Buena parte de la reunión del Consejo de Mercado Común de ayer fue destinada a un “pase de factura” de los socios menores a los mayores por las medidas de protección de los mercados internos, entre ellas las licencias no automáticas aplicadas por el ministerio de Producción de la Argentina y los aranceles de Brasil en algunos sectores, que también forman parte de las diferencias bilaterales entre empresarios argentinos y brasileños.

Pese a que cuando estalló la crisis se convocó una reunión extraordinaria y se buscó una acción coordinada, los reclamos evidenciaron que existen diferencias políticas de fondo. El secretario de comercio internacional de la Cancillería, Alfredo Chiaradia, aseguró ayer que las medidas adoptadas ante la crisis no han tenido tanto efecto como las adoptadas en el hemisferio norte.

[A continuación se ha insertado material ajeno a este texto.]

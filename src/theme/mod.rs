//! Layout renderer: maps a document + style into a concrete card visual.
//!
//! Dispatch is data-driven: each [`Theme`](crate::style::Theme) maps to a
//! [`Strategy`] record of three functions (background recipe, cover layout,
//! content layout) looked up in a registry, so the catalog extends by adding
//! a record rather than growing a conditional.
//!
//! Rendering is pure: strategies read `PostData`/`VisualStyle` and produce
//! primitives; they never mutate their inputs.

mod classic;
mod mono;
mod vivid;

use crate::card::{
    Anchor, CARD_HEIGHT, CARD_WIDTH, CardRole, CardVisual, Primitive, TextBlock, VisualLayer,
};
use crate::post::PostData;
use crate::style::{Alignment, Color, Decoration, ListStyle, Theme, VisualStyle};

pub(crate) const W: f32 = CARD_WIDTH as f32;
pub(crate) const H: f32 = CARD_HEIGHT as f32;

/// One theme's presentation strategy.
pub(crate) struct Strategy {
    /// Background-layer recipe, independent of the user background image.
    pub background: fn(&VisualStyle) -> Vec<Primitive>,
    /// Cover layout: consumes title / tags / author / date.
    pub cover: fn(&PostData, &VisualStyle) -> Vec<Primitive>,
    /// Content layout for 1-based page number `n`: consumes `pages[n - 1]`.
    pub content: fn(&PostData, &VisualStyle, usize) -> Vec<Primitive>,
}

/// Registry lookup. Total over the closed theme enumeration; unknown theme
/// *names* already resolved to the fallback variant at parse time.
pub(crate) fn strategy(theme: Theme) -> &'static Strategy {
    match theme {
        Theme::Minimal => &classic::MINIMAL,
        Theme::Bold => &classic::BOLD,
        Theme::Memo => &classic::MEMO,
        Theme::Journal => &classic::JOURNAL,
        Theme::Educational => &classic::EDUCATIONAL,
        Theme::Shockwave => &vivid::SHOCKWAVE,
        Theme::Diffused => &vivid::DIFFUSED,
        Theme::Sticker => &vivid::STICKER,
        Theme::Cinematic => &mono::CINEMATIC,
        Theme::Tech => &mono::TECH,
        Theme::Geek => &mono::GEEK,
        Theme::Simplicity => &mono::SIMPLICITY,
    }
}

// ============================================================================
// Rendering entry points
// ============================================================================

/// Renders one card. `sequence_index` 0 is the cover; page i renders
/// `pages[i - 1]`.
pub fn render(
    data: &PostData,
    style: &VisualStyle,
    role: CardRole,
    sequence_index: usize,
) -> CardVisual {
    let s = strategy(style.theme);

    let mut layers = vec![VisualLayer::Backdrop(style.background_color)];

    // Custom background image sits under the theme decoration, gated by the
    // apply mode, with a uniform dark mask on top of it.
    if let Some(image) = &style.background_image
        && style.background_apply_mode.applies_to(role)
    {
        layers.push(VisualLayer::BackgroundImage {
            image: image.clone(),
            mask_opacity: style.effective_mask_opacity(),
        });
    }

    layers.push(VisualLayer::Decoration((s.background)(style)));

    let content = match role {
        CardRole::Cover => (s.cover)(data, style),
        CardRole::Content => (s.content)(data, style, sequence_index),
    };
    layers.push(VisualLayer::Content(content));

    // Cinematic hides the header/footer chrome entirely.
    if style.theme != Theme::Cinematic {
        layers.push(VisualLayer::Chrome(chrome(data, style)));
    }

    CardVisual {
        role,
        sequence_index,
        layers,
    }
}

/// Renders the whole deck: cover first, then pages in document order.
///
/// For `pages.len() = k` this yields exactly `k + 1` cards with sequence
/// indices `0..=k`.
pub fn render_deck(data: &PostData, style: &VisualStyle) -> Vec<CardVisual> {
    let mut cards = Vec::with_capacity(data.pages.len() + 1);
    cards.push(render(data, style, CardRole::Cover, 0));
    for i in 1..=data.pages.len() {
        cards.push(render(data, style, CardRole::Content, i));
    }
    cards
}

// ============================================================================
// Shared chrome (header date / footer author)
// ============================================================================

fn chrome(data: &PostData, style: &VisualStyle) -> Vec<Primitive> {
    let mut prims = Vec::new();

    // Header date, right aligned. Empty date means hidden.
    if !data.date.is_empty() {
        prims.push(Primitive::Text(
            TextBlock::label(&data.date, style.body_font(), 10.0, style.text_color)
                .at(W - 16.0, 26.0)
                .anchored(Anchor::End)
                .opacity(0.5),
        ));
    }

    // Footer divider and author row.
    prims.push(Primitive::Line {
        x1: 0.0,
        y1: H - 48.0,
        x2: W,
        y2: H - 48.0,
        color: style.text_color,
        width: 1.0,
        opacity: 0.05,
    });

    match &data.avatar_image {
        Some(image) => prims.push(Primitive::Image {
            image: image.clone(),
            x: 16.0,
            y: H - 38.0,
            width: 28.0,
            height: 28.0,
            rounded: true,
        }),
        None => prims.push(Primitive::Circle {
            cx: 30.0,
            cy: H - 24.0,
            radius: 14.0,
            color: Color::rgb(0xe5, 0xe5, 0xe5),
            opacity: 1.0,
            blur: 0.0,
        }),
    }

    if !data.author_name.is_empty() {
        prims.push(Primitive::Text(
            TextBlock::label(&data.author_name, style.body_font(), 11.0, style.text_color)
                .at(52.0, H - 20.0)
                .opacity(0.8),
        ));
    }

    prims
}

// ============================================================================
// Layout helpers
// ============================================================================

/// Estimated advance of one character in em units. CJK glyphs are full
/// width; everything ASCII is treated as roughly half width.
fn char_width(ch: char) -> f32 {
    if ch.is_ascii() { 0.55 } else { 1.0 }
}

/// Deterministic line breaking by character-width estimate.
///
/// Explicit `\n` always breaks first; no character is dropped or collapsed,
/// so authored whitespace survives wrapping exactly.
pub(crate) fn wrap_text(text: &str, size: f32, max_width: f32) -> Vec<String> {
    let budget = (max_width / size).max(1.0);
    let mut lines = Vec::new();
    for raw in text.split('\n') {
        let mut cur = String::new();
        let mut cur_w = 0.0;
        for ch in raw.chars() {
            let w = char_width(ch);
            if cur_w + w > budget && !cur.is_empty() {
                lines.push(std::mem::take(&mut cur));
                cur_w = 0.0;
            }
            cur.push(ch);
            cur_w += w;
        }
        lines.push(cur);
    }
    lines
}

/// Builds a wrapped title block in the theme's title font.
pub(crate) fn title_block(data: &PostData, style: &VisualStyle, max_width: f32) -> TextBlock {
    let mut block = TextBlock::body(
        &data.title,
        style.title_font(),
        style.title_font_size,
        style.primary_color,
    )
    .line_height(1.1);
    block.lines = wrap_text(&data.title, style.title_font_size, max_width);
    block
}

/// Builds the wrapped body block for 1-based page `n`.
pub(crate) fn page_block(
    data: &PostData,
    style: &VisualStyle,
    n: usize,
    max_width: f32,
) -> TextBlock {
    let text = data.pages.get(n - 1).map(String::as_str).unwrap_or("");
    let mut block = TextBlock::body(
        text,
        style.body_font(),
        style.body_font_size,
        style.text_color,
    )
    .line_height(style.line_height);
    block.lines = wrap_text(text, style.body_font_size, max_width);
    block
}

/// First-line baseline that vertically centers a block around `center_y`.
pub(crate) fn centered_baseline(block: &TextBlock, center_y: f32) -> f32 {
    center_y - block.block_height() / 2.0 + block.size * 0.35
}

/// Page-marker text for themes that draw a generic marker, derived from the
/// style's list flavor.
pub(crate) fn page_marker(style: &VisualStyle, n: usize) -> String {
    match style.list_style {
        ListStyle::Dot => "\u{2022}".to_string(),
        ListStyle::Number => format!("{n:02}"),
        ListStyle::Emoji => "\u{2728}".to_string(),
    }
}

/// Zero-padded display number used by several themes (`01`, `02`, ... `10`).
pub(crate) fn padded(n: usize) -> String {
    format!("{n:02}")
}

/// Horizontal anchor for the style's content alignment.
pub(crate) fn align_x(style: &VisualStyle) -> (f32, Anchor) {
    match style.layout {
        Alignment::Left => (32.0, Anchor::Start),
        Alignment::Center => (W / 2.0, Anchor::Middle),
    }
}

/// Default background for plain themes: a faint line grid when the style
/// asks for one, otherwise nothing.
pub(crate) fn grid_if_enabled(style: &VisualStyle) -> Vec<Primitive> {
    if style.decoration == Decoration::Grid {
        vec![Primitive::LineGrid {
            spacing: 20.0,
            color: style.text_color,
            opacity: 0.05,
        }]
    } else {
        Vec::new()
    }
}

/// Joined `#tag` row for themes that render tags as one inline label. At
/// most three tags are shown.
pub(crate) fn hash_tags(
    data: &PostData,
    style: &VisualStyle,
    size: f32,
    color: Color,
) -> Option<TextBlock> {
    if data.tags.is_empty() {
        return None;
    }
    let joined = data
        .tags
        .iter()
        .take(3)
        .map(|t| format!("#{t}"))
        .collect::<Vec<_>>()
        .join(" ");
    Some(TextBlock::label(&joined, style.body_font(), size, color))
}

pub(crate) const WHITE: Color = Color::rgb(0xff, 0xff, 0xff);
pub(crate) const BLACK: Color = Color::rgb(0x00, 0x00, 0x00);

La Argentina sostiene que las barreras arancelarias, licencias no automáticas, salvaguardias e investigaciones antidumping, llamadas “medidas en frontera”, tienen menor impacto que los rescates y subsidios aplicados en los países desarrollados, mientras que para otros sectores del bloque, representan un “proteccionismo” que va en contra del librecambio en el Mercosur.

Con ese escenario, los logros en el área económica llegarían de la mano del fondeo para los privados ante un contexto de falta de crédito.

Por eso se prefirió avanzar con el proyecto brasileño de flexibilización del Fondo de Convergencia Estructural (Focem), que está cerca de tener luz verde y así otorgar financiamiento a los privados para el desarrollo de proveedores de la industria del petróleo y del gas, así como para el fortalecimiento de la red de proveedores de autopartes.

Ese fue uno de los puntos analizados por el CMC en Asunción para favorecer el repunte de la actividad económica en la región.

En tanto hubo avances en la reglamentación del Fondo de apoyo a las micro, pequeñas y medianas empresas, el Fopyme, que fue aprobado en la Cumbre de San Miguel de Tucumán por unos u$sl00 millones. Estos fondos permitirán a las pyme contar con garantías por unos u$s300 millones para proyectos de integración productiva y con la reglamentación, podrán comenzar a utilizarse a partir del año próximo.

También con la vista puesta en facilitar la operatoria de las pyme, llegará la adhesión de todo el bloque al sistema de comercio en moneda local, que hasta ahora lleva nueve meses de implementación entre la Argentina y Brasil, pero con magros resultados. Según el Banco Central, hasta el momento sólo 212 firmas realizaron 373 operaciones por un total de 230 millones de pesos a nivel bilateral.

A esto se suma un “memorando de entendimiento” firmado ayer por el Mercosur y Corea del Sur para crear un grupo consultivo conjunto de promoción del comercio y las inversiones y que explorará las posibilidades de firmar un acuerdo comercial en el futuro.

Así cerrará un semestre con un lento arranque y una presidencia pro tempore agitada por sus problemas internos que dejará en el tintero los puntos que permitirán al Mercosur convertirse en una unión aduanera: la eliminación del doble cobro arancelario, la distribución de la renta y el código aduanero del bloque.